Anywhere the string "RunKey" shows up in the listing below, copy the line it is in.

----

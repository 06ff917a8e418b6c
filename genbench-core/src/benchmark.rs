//! Top-level benchmark container and result accumulator

use crate::record::{RunKey, RunRecord};
use crate::types::ErrorType;
use chrono::{DateTime, Utc};
use serde::{Deserialize, Serialize};
use std::collections::BTreeMap;

/// Running tallies across a benchmark, passed by reference through the driver
#[derive(Debug, Clone, Default, PartialEq, Eq, Serialize, Deserialize)]
pub struct RunTally {
    pub recorded: u32,
    pub successful: u32,
    pub failed: u32,
    pub timed_out: u32,
    pub skipped: u32,
    pub error_types: BTreeMap<ErrorType, u32>,
}

impl RunTally {
    pub fn observe(&mut self, record: &RunRecord) {
        self.recorded += 1;
        if record.is_success() {
            self.successful += 1;
        } else {
            self.failed += 1;
            *self.error_types.entry(record.error_type).or_default() += 1;
        }
        if record.timed_out {
            self.timed_out += 1;
        }
    }

    pub fn skip(&mut self) {
        self.skipped += 1;
    }
}

/// One benchmark invocation and every record it produced
#[derive(Debug, Clone)]
pub struct BenchmarkRun {
    pub id: String,
    pub endpoint_ids: Vec<u32>,
    pub runs_per_endpoint: u32,
    pub search_budget_seconds: u64,
    pub started_at: DateTime<Utc>,
    pub finished_at: Option<DateTime<Utc>>,
    pub records: Vec<RunRecord>,
    pub skipped: Vec<RunKey>,
    pub interrupted: bool,
    pub tally: RunTally,
}

impl BenchmarkRun {
    pub fn new(
        endpoint_ids: Vec<u32>,
        runs_per_endpoint: u32,
        search_budget_seconds: u64,
        started_at: DateTime<Utc>,
    ) -> Self {
        Self {
            id: Self::id_for(started_at),
            endpoint_ids,
            runs_per_endpoint,
            search_budget_seconds,
            started_at,
            finished_at: None,
            records: Vec::new(),
            skipped: Vec::new(),
            interrupted: false,
            tally: RunTally::default(),
        }
    }

    /// Timestamp-named identity, e.g. `benchmark_20260301_100000`
    pub fn id_for(started_at: DateTime<Utc>) -> String {
        format!("benchmark_{}", started_at.format("%Y%m%d_%H%M%S"))
    }

    pub fn push_record(&mut self, record: RunRecord) {
        self.tally.observe(&record);
        self.records.push(record);
    }

    pub fn mark_skipped(&mut self, key: RunKey) {
        self.tally.skip();
        self.skipped.push(key);
    }

    /// Records a finished benchmark must hold
    pub fn expected_record_count(&self) -> usize {
        let planned = self.endpoint_ids.len() * self.runs_per_endpoint as usize;
        planned.saturating_sub(self.skipped.len())
    }

    pub fn is_complete(&self) -> bool {
        !self.interrupted && self.records.len() == self.expected_record_count()
    }

    pub fn finish(&mut self, finished_at: DateTime<Utc>) {
        self.finished_at = Some(finished_at);
    }

    pub fn manifest(&self) -> BenchmarkManifest {
        BenchmarkManifest {
            id: self.id.clone(),
            endpoint_ids: self.endpoint_ids.clone(),
            runs_per_endpoint: self.runs_per_endpoint,
            search_budget_seconds: self.search_budget_seconds,
            started_at: self.started_at,
            finished_at: self.finished_at,
            recorded_runs: self.records.len(),
            skipped_runs: self.skipped.clone(),
            interrupted: self.interrupted,
            tally: self.tally.clone(),
        }
    }
}

/// Contents of `benchmark-run.json`
#[derive(Debug, Clone, PartialEq, Serialize, Deserialize)]
pub struct BenchmarkManifest {
    pub id: String,
    pub endpoint_ids: Vec<u32>,
    pub runs_per_endpoint: u32,
    pub search_budget_seconds: u64,
    pub started_at: DateTime<Utc>,
    pub finished_at: Option<DateTime<Utc>>,
    pub recorded_runs: usize,
    pub skipped_runs: Vec<RunKey>,
    pub interrupted: bool,
    pub tally: RunTally,
}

----

Exercise response
use crate::record::{RunKey, RunRecord};
    pub skipped: Vec<RunKey>,
    pub fn mark_skipped(&mut self, key: RunKey) {
    pub skipped_runs: Vec<RunKey>,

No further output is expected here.